En pocas palabras, la máquina era un motor de gas en el que se realizaba un trabajo útil cuando el pistón se movía hacia abajo, y cuando el pistón se movía hacia arriba, el eje motriz y la rueda se desconectaban y giraban por inercia.

Es interesante notar que los inventores abandonaron el método de encender la mezcla con una chispa, utilizado anteriormente por Lenoir, y utilizaron el encendido desde un "quemador piloto" que funciona con el mismo gas que el motor.

Lo anterior indica que el motor tenía un diseño complejo, compuesto por muchas marchas y un sistema de encendido imperfecto, por lo que no es de extrañar que su distribución estuviera asociada a tan enormes dificultades.

La regulación de la velocidad (potencia) en los primeros ejemplares se realizaba reduciendo el suministro de gas; posteriormente se añadió un método para cambiar la composición de la mezcla.

Dado que los gases calientes en el motor cumplían una función auxiliar: impulsaban el pistón hacia arriba y la carrera de potencia se realizaba como resultado de la presión atmosférica, pasó a la historia como el primer motor de combustión interna atmosférico producido en masa.


La máquina, estéticamente elegante, causó una impresión desagradable a los visitantes de la exposición: su funcionamiento iba acompañado de un ruido infernal y un rugido terrible, parecía que estaba a punto de volverse loca y romperse en pedazos.


Otto y Langen en una exposición cerca de su motor térmico

Y no se sabe qué camino habría tomado la construcción mundial de motores si uno de los miembros del jurado, el compañero de clase de Langen en la escuela técnica, el francés Relo, no hubiera propuesto organizar pruebas comparativas de las máquinas presentadas en la exposición. Se pusieron en funcionamiento, se tomaron las características y, de repente, se descubrió inesperadamente que la eficiencia económica de la máquina Otto-Langen era de aproximadamente el 14%, mientras que para los motores Lenoir no superaba el 4,6%. Y también se comprobó que un motor nuevo consume 1 metros cúbicos de gas de iluminación para producir un trabajo útil de 0,8 caballo de fuerza hora, y los motores Lenoir consumen 3.
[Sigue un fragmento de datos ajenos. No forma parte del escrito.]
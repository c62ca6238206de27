//! Loading card photographs from disk
//!
//! Thin wrapper over the `image` crate that decodes any of its supported
//! formats (JPEG, PNG, GIF, WebP, TIFF, BMP, and friends) and converts the
//! result to the RGB8 [`CardImage`] the samplers work on.

use crate::card::CardImage;
use crate::error::{ExtractionError, Result};
use std::path::Path;

/// Load a card photograph and convert it to RGB8
///
/// # Arguments
///
/// * `path` - Path to the image file
///
/// # Errors
///
/// Returns [`ExtractionError::ImageLoad`] if:
/// - File cannot be opened
/// - Decoding fails (unsupported or corrupt data)
pub fn load_card(path: &Path) -> Result<CardImage> {
    use image::ImageReader;

    let reader = ImageReader::open(path).map_err(|e| {
        ExtractionError::image_load(format!("Failed to open image file: {}", path.display()), e)
    })?;

    let img = reader.decode().map_err(|e| {
        ExtractionError::image_load(format!("Failed to decode image: {}", path.display()), e)
    })?;

    let rgb = img.to_rgb8();
    let (width, height) = rgb.dimensions();
    CardImage::from_raw(rgb.into_raw(), width, height)
}

#[cfg(test)]
mod tests {
    use super::*;

    #[test]
    fn test_load_missing_file() {
        let err = load_card(Path::new("/nonexistent/card.png")).unwrap_err();
        assert!(matches!(err, ExtractionError::ImageLoad { .. }));
    }

    #[test]
    fn test_load_png_roundtrip() {
        let dir = tempfile::tempdir().unwrap();
        let path = dir.path().join("card.png");
        image::RgbImage::from_pixel(3, 2, image::Rgb([120, 45, 200]))
            .save(&path)
            .unwrap();

        let card = load_card(&path).unwrap();
        assert_eq!(card.width(), 3);
        assert_eq!(card.height(), 2);
        assert_eq!(card.pixel(2, 1), Some([120, 45, 200]));
    }

    #[test]
    fn test_load_corrupt_file() {
        let dir = tempfile::tempdir().unwrap();
        let path = dir.path().join("card.png");
        std::fs::write(&path, b"not an image").unwrap();

        let err = load_card(&path).unwrap_err();
        assert!(matches!(err, ExtractionError::ImageLoad { .. }));
    }
}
Los números eran inexorables y el jurado, compuesto principalmente por ingenieros franceses a quienes históricamente no les gustaban los alemanes y todos sus productos, se vio obligado a calificar el motor atmosférico de Otto-Langen como el mejor de los 14 motores térmicos presentados en la exposición y le otorgó un premio de oro. medalla.

Inventores hasta entonces desconocidos se hicieron famosos de la noche a la mañana, su empresa empezó a recibir pedidos y, a finales de 1867, lograron construir y vender 22 motores. Los socios empezaron a respirar mejor y, no lejos de Colonia, en la pequeña ciudad de Deitz, fundaron su propia producción de construcción de maquinaria.

El nuevo negocio avanzaba con grandes dificultades y requería fondos importantes, que escaseaban constantemente. Para llevar a cabo sus planes, los socios se vieron obligados a atraer nuevos socios al negocio, participando en la empresa sólo con capital, lo que llevó a la creación en enero de 1872 de la Sociedad Anónima Gasmotoren-Fabrik Deutz (Fábrica de Motores de Gas Deutz). ), que a veces se llamaba informalmente "Otto-Deutz".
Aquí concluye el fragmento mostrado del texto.